WHAT TO PRODUCE:
Could you restate word for word every line of the records below, from the first one to the one holding "let kind = field.inner_kind();"?

Start of Block

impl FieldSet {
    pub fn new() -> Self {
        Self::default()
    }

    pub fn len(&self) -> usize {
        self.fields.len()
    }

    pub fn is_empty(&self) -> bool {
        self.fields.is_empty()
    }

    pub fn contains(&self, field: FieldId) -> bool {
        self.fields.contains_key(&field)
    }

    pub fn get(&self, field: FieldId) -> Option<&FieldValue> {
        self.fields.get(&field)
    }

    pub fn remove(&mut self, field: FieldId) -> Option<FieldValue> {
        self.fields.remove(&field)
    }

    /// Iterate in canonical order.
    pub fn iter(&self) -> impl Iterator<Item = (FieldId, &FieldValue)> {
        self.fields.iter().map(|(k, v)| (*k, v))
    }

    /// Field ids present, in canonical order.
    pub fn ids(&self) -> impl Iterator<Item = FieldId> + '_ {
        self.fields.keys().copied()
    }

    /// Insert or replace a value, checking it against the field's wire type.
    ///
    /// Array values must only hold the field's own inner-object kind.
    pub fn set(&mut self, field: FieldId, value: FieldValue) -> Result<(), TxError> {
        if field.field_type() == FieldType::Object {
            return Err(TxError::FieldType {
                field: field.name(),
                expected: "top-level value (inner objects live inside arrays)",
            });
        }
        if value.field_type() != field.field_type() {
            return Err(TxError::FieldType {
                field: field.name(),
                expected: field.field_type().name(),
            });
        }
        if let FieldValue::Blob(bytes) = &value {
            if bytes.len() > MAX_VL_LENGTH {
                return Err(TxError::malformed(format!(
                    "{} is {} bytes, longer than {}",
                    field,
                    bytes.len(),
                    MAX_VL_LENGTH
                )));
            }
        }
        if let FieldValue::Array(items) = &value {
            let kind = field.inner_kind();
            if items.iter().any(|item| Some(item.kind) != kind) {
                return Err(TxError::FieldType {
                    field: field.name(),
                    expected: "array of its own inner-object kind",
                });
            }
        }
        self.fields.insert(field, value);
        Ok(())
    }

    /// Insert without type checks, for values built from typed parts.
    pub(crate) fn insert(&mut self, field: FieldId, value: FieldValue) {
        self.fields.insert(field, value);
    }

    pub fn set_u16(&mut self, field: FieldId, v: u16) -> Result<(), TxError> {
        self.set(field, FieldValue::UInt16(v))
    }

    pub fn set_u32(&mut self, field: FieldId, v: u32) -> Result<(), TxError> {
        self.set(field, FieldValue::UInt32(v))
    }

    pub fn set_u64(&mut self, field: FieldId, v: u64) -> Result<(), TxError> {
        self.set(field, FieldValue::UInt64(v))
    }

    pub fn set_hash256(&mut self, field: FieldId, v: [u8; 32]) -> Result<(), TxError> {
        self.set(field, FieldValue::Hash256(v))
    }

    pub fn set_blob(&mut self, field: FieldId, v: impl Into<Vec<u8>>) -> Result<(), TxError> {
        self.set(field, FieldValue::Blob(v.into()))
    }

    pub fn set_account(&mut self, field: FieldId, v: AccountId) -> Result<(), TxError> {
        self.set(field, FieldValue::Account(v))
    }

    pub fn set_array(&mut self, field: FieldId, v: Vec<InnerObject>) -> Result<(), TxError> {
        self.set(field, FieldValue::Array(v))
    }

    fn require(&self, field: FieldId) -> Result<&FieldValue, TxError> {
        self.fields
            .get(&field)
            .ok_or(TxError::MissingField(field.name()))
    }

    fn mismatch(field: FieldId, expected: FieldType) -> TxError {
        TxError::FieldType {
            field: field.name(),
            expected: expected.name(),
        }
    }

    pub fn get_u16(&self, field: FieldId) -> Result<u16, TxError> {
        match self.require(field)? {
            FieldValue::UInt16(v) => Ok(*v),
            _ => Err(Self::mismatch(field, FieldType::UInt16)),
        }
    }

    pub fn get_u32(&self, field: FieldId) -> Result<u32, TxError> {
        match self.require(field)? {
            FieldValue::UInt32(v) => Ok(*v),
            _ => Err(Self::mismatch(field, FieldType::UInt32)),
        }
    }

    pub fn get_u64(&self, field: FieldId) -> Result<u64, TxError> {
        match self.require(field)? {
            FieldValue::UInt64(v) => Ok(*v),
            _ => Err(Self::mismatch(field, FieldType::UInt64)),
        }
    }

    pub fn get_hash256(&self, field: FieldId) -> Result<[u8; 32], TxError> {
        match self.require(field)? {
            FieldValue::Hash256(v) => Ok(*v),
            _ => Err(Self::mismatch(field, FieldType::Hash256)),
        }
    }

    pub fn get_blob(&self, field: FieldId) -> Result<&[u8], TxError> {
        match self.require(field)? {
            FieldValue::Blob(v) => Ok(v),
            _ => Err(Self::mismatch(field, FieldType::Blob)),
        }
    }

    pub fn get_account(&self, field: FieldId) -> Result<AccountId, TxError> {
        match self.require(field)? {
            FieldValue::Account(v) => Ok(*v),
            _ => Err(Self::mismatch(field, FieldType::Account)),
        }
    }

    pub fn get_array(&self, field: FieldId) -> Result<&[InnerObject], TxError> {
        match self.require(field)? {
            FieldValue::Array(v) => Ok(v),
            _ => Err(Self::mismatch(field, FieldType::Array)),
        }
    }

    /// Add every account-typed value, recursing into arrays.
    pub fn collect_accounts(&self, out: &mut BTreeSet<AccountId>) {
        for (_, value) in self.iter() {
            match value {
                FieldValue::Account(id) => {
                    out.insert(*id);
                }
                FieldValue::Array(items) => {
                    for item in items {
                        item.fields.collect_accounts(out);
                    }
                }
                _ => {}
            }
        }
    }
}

End of Block

FINISHED EXERCISE:
impl FieldSet {
    pub fn new() -> Self {
        Self::default()
    }

    pub fn len(&self) -> usize {
        self.fields.len()
    }

    pub fn is_empty(&self) -> bool {
        self.fields.is_empty()
    }

    pub fn contains(&self, field: FieldId) -> bool {
        self.fields.contains_key(&field)
    }

    pub fn get(&self, field: FieldId) -> Option<&FieldValue> {
        self.fields.get(&field)
    }

    pub fn remove(&mut self, field: FieldId) -> Option<FieldValue> {
        self.fields.remove(&field)
    }

    /// Iterate in canonical order.
    pub fn iter(&self) -> impl Iterator<Item = (FieldId, &FieldValue)> {
        self.fields.iter().map(|(k, v)| (*k, v))
    }

    /// Field ids present, in canonical order.
    pub fn ids(&self) -> impl Iterator<Item = FieldId> + '_ {
        self.fields.keys().copied()
    }

    /// Insert or replace a value, checking it against the field's wire type.
    ///
    /// Array values must only hold the field's own inner-object kind.
    pub fn set(&mut self, field: FieldId, value: FieldValue) -> Result<(), TxError> {
        if field.field_type() == FieldType::Object {
            return Err(TxError::FieldType {
                field: field.name(),
                expected: "top-level value (inner objects live inside arrays)",
            });
        }
        if value.field_type() != field.field_type() {
            return Err(TxError::FieldType {
                field: field.name(),
                expected: field.field_type().name(),
            });
        }
        if let FieldValue::Blob(bytes) = &value {
            if bytes.len() > MAX_VL_LENGTH {
                return Err(TxError::malformed(format!(
                    "{} is {} bytes, longer than {}",
                    field,
                    bytes.len(),
                    MAX_VL_LENGTH
                )));
            }
        }
        if let FieldValue::Array(items) = &value {
            let kind = field.inner_kind();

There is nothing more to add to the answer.